#### [Try it]
Your answer should be every line of the records that contains the word "Styled".

Provided data section start

//! Style-binding wrapper
//!
//! [`primmed`] wraps a component with a selector over the current theme. On
//! every render the selector's output is placed in front of whatever style
//! the caller passed, so caller styles win on conflicts:
//!
//! ```rust
//! use prim_core::{decl, Signal, StyleAttribute, StyleValue};
//! use prim_theme::{configure_prim, default_options, Mode};
//! use prim_widgets::{primmed, Component, RenderTree, Styled, View, ViewProps};
//!
//! let provider = configure_prim(default_options(Signal::new(Mode::Light), Signal::new(390.0))).unwrap();
//! let card = primmed(View::new(), |prim| [&prim.p["md"], &prim.bg["base"]].into());
//! assert_eq!(card.display_name(), "Primmed.View");
//!
//! let mut tree = RenderTree::new();
//! let props = ViewProps::new().with_style(prim_core::StyleProp::inline([decl(StyleAttribute::Padding, 2.0)]));
//! let id = provider.provide(|| card.render(props, None, &mut tree));
//!
//! let style = tree.style(id).unwrap();
//! assert_eq!(style.get(StyleAttribute::Padding), Some(&StyleValue::Number(2.0)));
//! assert!(style.get(StyleAttribute::BackgroundColor).is_some());
//! ```

use std::fmt;

use prim_core::StyleProp;
use prim_theme::{use_prim, Theme};

use crate::statics::Statics;
use crate::widget::{Component, Ref, RenderTree, Styled, WidgetId};

/// A component whose style slot is pre-filled from the theme
pub struct Primmed<C, F> {
    target: C,
    selector: F,
    display_name: String,
    statics: Statics,
}

/// Wrap `target` so it renders with `selector(theme)` ahead of the caller's
/// style.
///
/// The wrapper has the target's props and instance types, forwards refs to
/// the target, and exposes the target's non-reserved statics.
pub fn primmed<C, F>(target: C, selector: F) -> Primmed<C, F>
where
    C: Component,
    F: Fn(&Theme) -> StyleProp,
{
    let display_name = format!("Primmed.{}", target.display_name());
    let statics = Statics::hoisted_from(target.statics());
    tracing::debug!(
        "primmed - wrapping {} with {} hoisted statics",
        display_name,
        statics.len()
    );
    Primmed {
        target,
        selector,
        display_name,
        statics,
    }
}

impl<C, F> Primmed<C, F> {
    /// The wrapped component
    pub fn target(&self) -> &C {
        &self.target
    }
}

impl<C, F> Component for Primmed<C, F>
where
    C: Component,
    F: Fn(&Theme) -> StyleProp,
{
    type Props = C::Props;
    type Instance = C::Instance;

    fn display_name(&self) -> String {
        self.display_name.clone()
    }

    fn statics(&self) -> &Statics {
        &self.statics
    }

    /// # Panics
    ///
    /// Panics outside a provider scope, like [`use_prim`].
    fn render(
        &self,
        mut props: C::Props,
        instance_ref: Option<&Ref<C::Instance>>,
        tree: &mut RenderTree,
    ) -> WidgetId {
        let prim = use_prim();
        let selected = (self.selector)(&prim);
        let caller = std::mem::take(props.style_mut());
        *props.style_mut() = StyleProp::list([selected, caller]);
        tracing::trace!(
            "{}::render - mode {}, screen size `{}`",
            self.display_name,
            prim.mode(),
            prim.screen_size()
        );
        self.target.render(props, instance_ref, tree)
    }
}

impl<C: fmt::Debug, F> fmt::Debug for Primmed<C, F> {
    fn fmt(&self, f: &mut fmt::Formatter<'_>) -> fmt::Result {
        f.debug_struct("Primmed")
            .field("display_name", &self.display_name)
            .field("target", &self.target)
            .field("statics", &self.statics)
            .finish_non_exhaustive()
    }
}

Provided data section end

#### [Solved problem]
//! use prim_widgets::{primmed, Component, RenderTree, Styled, View, ViewProps};
use crate::widget::{Component, Ref, RenderTree, Styled, WidgetId};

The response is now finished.